I'll tell you why - because I'm feeling uncomfortable.  I am pushing myself past my usual boundaries. I've jumped off of the cliff and I am trying desperately to grab hold of any vine I see swinging by. Magic life rafts that are surely worth the price of admission right? I'm in that space right now as I keep stepping towards building my business. I have butterflies every day - and it's awesome, and unbalancing and different and uncomfortable all at the same time. 

Which means I have to breathe. I have to look at each program for what it is. Dissect each promise made by these experts and see if there isn't something there that I already know. If it's a maybe or a yes or a 'I could probably figure that out myself', then I cross it off of the list as a benefit to me. And then I go one step further and try to figure out why I feel compelled to buy. What prompted me to sign up for this particular list? What did their sales page say? Look at all of their marketing - is it something I can learn from? If it compelled me to want to click the buy button is it something I can replicate? Where is everything on their site placed and do I like it? What about the colors, the feeling? How often did they touch me before asking for the sale? Etc... And once I look at the course as a business person, not as an emotional consumer and I STILL want to take the course then I know it's for real - not just because I am grasping for straws. 

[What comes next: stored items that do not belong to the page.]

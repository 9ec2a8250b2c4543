//! SQL template resolution.
//!
//! Dataset SQL is stored as a template with two placeholder forms, both of
//! which tolerate inner whitespace:
//!
//! - `{{param:KEY}}` is replaced by the runtime parameter `KEY`
//! - `{{dataset:ID}}` is replaced by `(<resolved SQL of dataset ID>)`
//!
//! Parameters are substituted before nested datasets are expanded, at every
//! level. Nested datasets see the same parameter map as their parent.
//! Expansion stops once the nesting depth exceeds the [`DepthGuard`]; the
//! template at that level is returned untouched and its references are
//! reported as unresolved.
//!
//! Values are spliced as text. Only string elements of list parameters are
//! quoted; everything else is trusted input.

use std::sync::LazyLock;

use regex::{Captures, Regex};
use serde_json::Value;
use tracing::{debug, warn};

use crate::data::display_value;
use crate::dataset::{DatasetId, DatasetRepository, Params};

static PARAM_RE: LazyLock<Regex> =
    LazyLock::new(|| Regex::new(r"\{\{\s*param:(\w+)\s*\}\}").unwrap());

static DATASET_RE: LazyLock<Regex> =
    LazyLock::new(|| Regex::new(r"\{\{\s*dataset:(\d+)\s*\}\}").unwrap());

/// Bound on nested dataset expansion.
#[derive(Debug, Clone, Copy, PartialEq, Eq)]
pub struct DepthGuard {
    /// Deepest level that is still expanded. The top-level template is level 0.
    pub max_depth: usize,
}

impl DepthGuard {
    pub const DEFAULT_MAX_DEPTH: usize = 5;

    pub fn new(max_depth: usize) -> Self {
        Self { max_depth }
    }

    fn exceeded(&self, depth: usize) -> bool {
        depth > self.max_depth
    }
}

impl Default for DepthGuard {
    fn default() -> Self {
        Self::new(Self::DEFAULT_MAX_DEPTH)
    }
}

/// Why a dataset reference was left in place.
#[derive(Debug, Clone, PartialEq, Eq)]
pub enum UnresolvedReason {
    /// No dataset has this id.
    NotFound,
    /// The repository failed to answer.
    LookupFailed(String),
    /// The reference sits below the depth limit.
    DepthExceeded,
}

/// A `{{dataset:ID}}` placeholder that survived resolution.
#[derive(Debug, Clone, PartialEq, Eq)]
pub struct UnresolvedReference {
    /// The id as written in the template.
    pub id: String,
    /// Nesting level of the template that contains the reference.
    pub depth: usize,
    pub reason: UnresolvedReason,
}

/// Output of template resolution.
#[derive(Debug, Clone, PartialEq, Eq, Default)]
pub struct ResolvedQuery {
    /// Final SQL text.
    pub sql: String,
    /// Deepest nesting level that was expanded.
    pub depth: usize,
    /// References left verbatim in `sql` or in truncated sub-templates.
    pub unresolved: Vec<UnresolvedReference>,
}

impl ResolvedQuery {
    /// True when every dataset reference was expanded.
    pub fn is_complete(&self) -> bool {
        self.unresolved.is_empty()
    }
}

/// Expands parameter and dataset placeholders against a repository.
pub struct TemplateResolver<'a> {
    repository: &'a dyn DatasetRepository,
    guard: DepthGuard,
}

#[derive(Default)]
struct ResolveState {
    depth: usize,
    unresolved: Vec<UnresolvedReference>,
}

impl<'a> TemplateResolver<'a> {
    pub fn new(repository: &'a dyn DatasetRepository) -> Self {
        Self {
            repository,
            guard: DepthGuard::default(),
        }
    }

    pub fn with_guard(mut self, guard: DepthGuard) -> Self {
        self.guard = guard;
        self
    }

    /// Resolve `template` with `params`.
    pub fn resolve(&self, template: &str, params: &Params) -> ResolvedQuery {
        let mut state = ResolveState::default();
        let sql = self.expand(template, params, 0, &mut state);
        debug!(depth = state.depth, sql = %sql, "resolved dataset template");
        ResolvedQuery {
            sql,
            depth: state.depth,
            unresolved: state.unresolved,
        }
    }

    fn expand(&self, template: &str, params: &Params, depth: usize, state: &mut ResolveState) -> String {
        if template.is_empty() {
            return String::new();
        }

        if self.guard.exceeded(depth) {
            let before = state.unresolved.len();
            state.unresolved.extend(DATASET_RE.captures_iter(template).map(|caps| {
                UnresolvedReference {
                    id: caps[1].to_string(),
                    depth,
                    reason: UnresolvedReason::DepthExceeded,
                }
            }));
            warn!(
                depth,
                max_depth = self.guard.max_depth,
                truncated = state.unresolved.len() - before,
                "dataset nesting exceeds depth limit, template left unexpanded"
            );
            return template.to_string();
        }
        state.depth = state.depth.max(depth);

        let substituted = PARAM_RE.replace_all(template, |caps: &Captures| {
            params.get(&caps[1]).map(render_param).unwrap_or_default()
        });

        DATASET_RE
            .replace_all(&substituted, |caps: &Captures| {
                let raw_id = &caps[1];
                let lookup = raw_id
                    .parse::<DatasetId>()
                    .map_err(|e| e.to_string())
                    .and_then(|id| self.repository.dataset(id).map_err(|e| e.to_string()));

                match lookup {
                    Ok(Some(dataset)) => {
                        format!("({})", self.expand(&dataset.sql, params, depth + 1, state))
                    }
                    Ok(None) => {
                        warn!(dataset_id = raw_id, depth, "referenced dataset not found");
                        state.unresolved.push(UnresolvedReference {
                            id: raw_id.to_string(),
                            depth,
                            reason: UnresolvedReason::NotFound,
                        });
                        caps[0].to_string()
                    }
                    Err(message) => {
                        warn!(dataset_id = raw_id, depth, error = %message, "dataset lookup failed");
                        state.unresolved.push(UnresolvedReference {
                            id: raw_id.to_string(),
                            depth,
                            reason: UnresolvedReason::LookupFailed(message),
                        });
                        caps[0].to_string()
                    }
                }
            })
            .into_owned()
    }
}

/// Resolve `template` against `repository` with an explicit guard.
pub fn resolve(
    template: &str,
    params: &Params,
    repository: &dyn DatasetRepository,
    guard: DepthGuard,
) -> ResolvedQuery {
    TemplateResolver::new(repository)
        .with_guard(guard)
        .resolve(template, params)
}

/// Render one parameter value as SQL text.
///
/// Lists join with `,`; their string elements are single-quoted.
pub fn render_param(value: &Value) -> String {
    match value {
        Value::Array(items) => items
            .iter()
            .map(|item| match item {
                Value::String(s) => format!("'{}'", s.replace('\'', "''")),
                Value::Null => "NULL".to_string(),
                other => display_value(other),
            })
            .collect::<Vec<_>>()
            .join(","),
        other => display_value(other),
    }
}

/// True when `sql` still contains a placeholder of either kind.
pub fn has_placeholders(sql: &str) -> bool {
    PARAM_RE.is_match(sql) || DATASET_RE.is_match(sql)
}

The real lesson though is that by analyzing the product I think I have to have and then rejecting it because I feel I can do fine without it, not because I can't afford it or don't have the time, but because I can live without it, I actually feel more confident about myself. I start reinforcing the idea that I do have my own answers and I do trust myself, and if I choose to take a class then I know it's to INSPIRE me, NOT to save me.  There is NO class that can do that - not mine, not anyone's.  Learn to grow - not to survive.